The restaurant and bar industry immediately mobilized to help establishments that were felled by the Hurricane.  Among the benefits and fundraisers, one in particular caught my eye.  Ardesia, a favorite wine bar, was offering a taste of 6 of their favorite wines for $30, all proceeds benefiting Liftsall.org, a nonprofit organization.  In addition, they were donating a proceed of sales of their NY-style soft pretzels to the nonprofit.  Their craveworthy pretzels and a wine tasting?   Calendars marked!



The Whites
Jurancon Sec, Chant des Vignes, Domaine Cauhape, Jurancon France 2011
The wine opened with peach, white blossoms and honeysuckle on the nose.  However, the palate showcased green apple, lemon and quite a bit of minerality.   I don't often drink such floral, aromatic wines as my nose tricks my brain into thinking I'm going to end up sipping a bridesmaid's bouquet, but this wine had a decent amount of acid and a dry finish, making it really enjoyable.

Albarino, Valdemonxes, Rias Baixas Spain 2011
I adore Albarinos and this one was no exception. It smelled of lime and slate with notes of  green apple, mineral, and lemon peel revealing themselves as I sipped. It was smooth, despite the noticeable acid, and even my friend, who almost exclusively drinks red wine, praised this one.

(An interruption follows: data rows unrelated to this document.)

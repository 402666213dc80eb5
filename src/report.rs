//! Human-readable rendering of a fit result. Pure presentation: no
//! statistics are computed here.

use bsfa_core::model::FitResult;

/// Render a textual summary of a fit: table dimensions, classification
/// counts and chain diagnostics.
pub fn render(result: &FitResult) -> String {
    let (n_draws, n_vars, n_factors) = result.loading_chain.dim();
    let n_samples = result.score_chain.dim().2;

    let mut out = String::new();
    out.push_str("Sparse latent factor model fit\n");
    out.push_str(&format!(
        "  data: {} variables x {} samples, {} factors ({} spike)\n",
        n_vars,
        n_samples,
        n_factors,
        result.config.priors.spike.name()
    ));
    out.push_str(&format!(
        "  retained draws: {} (burn-in {}, lag {})\n",
        n_draws, result.config.controls.burnin, result.config.controls.lag
    ));
    out.push_str(&format!(
        "  loading table: {} x {}, score table: {} x {}\n",
        n_vars, n_factors, n_factors, n_samples
    ));

    out.push_str("  classification:\n");
    for (name, count) in result.classification.counts() {
        out.push_str(&format!("    {:>8}: {}\n", name, count));
    }

    out.push_str(&format!(
        "  min residual-variance ESS: {:.1}\n",
        result.diagnostics.min_resid_var_ess
    ));
    if result.diagnostics.insufficient_entries > 0 {
        out.push_str(&format!(
            "  entries with insufficient posterior mass: {}\n",
            result.diagnostics.insufficient_entries
        ));
    }

    out
}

Ribolla Movia, Brda Slovenia 2008
Slovenian wines are completely uncharted territory for me so this was going to be an adventure.  The wine was slightly orange in color, not as deep as the "orange wines" that have been gaining popularity, but definitely outside of the deep-gold-to-pale-lemon spectrum.   Green apple and baking spices appeared immediately but were joined, almost overwhelmed, with butter and oak.  It reminded me of those bold California chardonnays that I dislike and I had a hard time getting through this glass.



The Reds
Marcel Lapierre "Raisins Gaulois" Vin de France 2011
What November wine tasting would be complete without a Beaujolais? This one was a classic, straightforward example.  Light bodied and fruit-driven, cherry and plum played around in the glass on on the tongue.   It's like conversational small talk: simple, easy and comfortable.

Tinhof "Blau+Red" Burgenland Austria 2009
This wine, a blend of Blaufrankisch and Zweigelt,  was a delicious and intriguing pour.  Cherry, plum, earth and a bit of green pepper aromas appeared on the nose.  First sips juicy sips gave way to spinach and tobacco notes, with a long finish that seemed to circle back to black cherry.  I kept going back to this one as I kept discovering something new as the wine opened in the glass.

Shiraz/Grenache/Mourvedre-Kaesler "Stonehorse" Barossa Valley Australia 2008
What happens when a Cote du Rhone blend goes on a beach vacation?  You get this New World red.
Up front, it was super jammy with scents of blueberry and stewed fruits, along with chocolate and  tobacco.  In the mouth, fig jam and stewed fruits were balanced with pronounced but well-integrated tannins and tobacco.  This wine had a lot of heft and body and was a delicious conclusion to the tasting.